The lines to return begin at the one containing "integration for media-service" and end at the final line of the material; output them exactly and only them.
[[ TASK MATERIAL, beginning ]]
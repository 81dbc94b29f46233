//! Kafka integration for media-service
//!
//! - Consumer: avatar and post upload events, manual offset commit
//! - Producer: upload-completed notifications
//! - Events: message schemas

pub mod consumer;
pub mod events;
pub mod producer;

pub use consumer::{
    ConsumedRecord, EventStream, KafkaEventStream, MessageOutcome, UploadConsumer,
    UploadConsumerConfig,
};
pub use events::{NotificationEvent, NotificationType, UploadEvent};
pub use producer::{KafkaNotificationProducer, NotificationPublisher};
[[ TASK MATERIAL, end ]]
# ANSWER TO THE PROBLEM:
//! Kafka integration for media-service
//!
//! - Consumer: avatar and post upload events, manual offset commit
//! - Producer: upload-completed notifications
//! - Events: message schemas

pub mod consumer;
pub mod events;
pub mod producer;

pub use consumer::{
    ConsumedRecord, EventStream, KafkaEventStream, MessageOutcome, UploadConsumer,
    UploadConsumerConfig,
};
pub use events::{NotificationEvent, NotificationType, UploadEvent};
pub use producer::{KafkaNotificationProducer, NotificationPublisher};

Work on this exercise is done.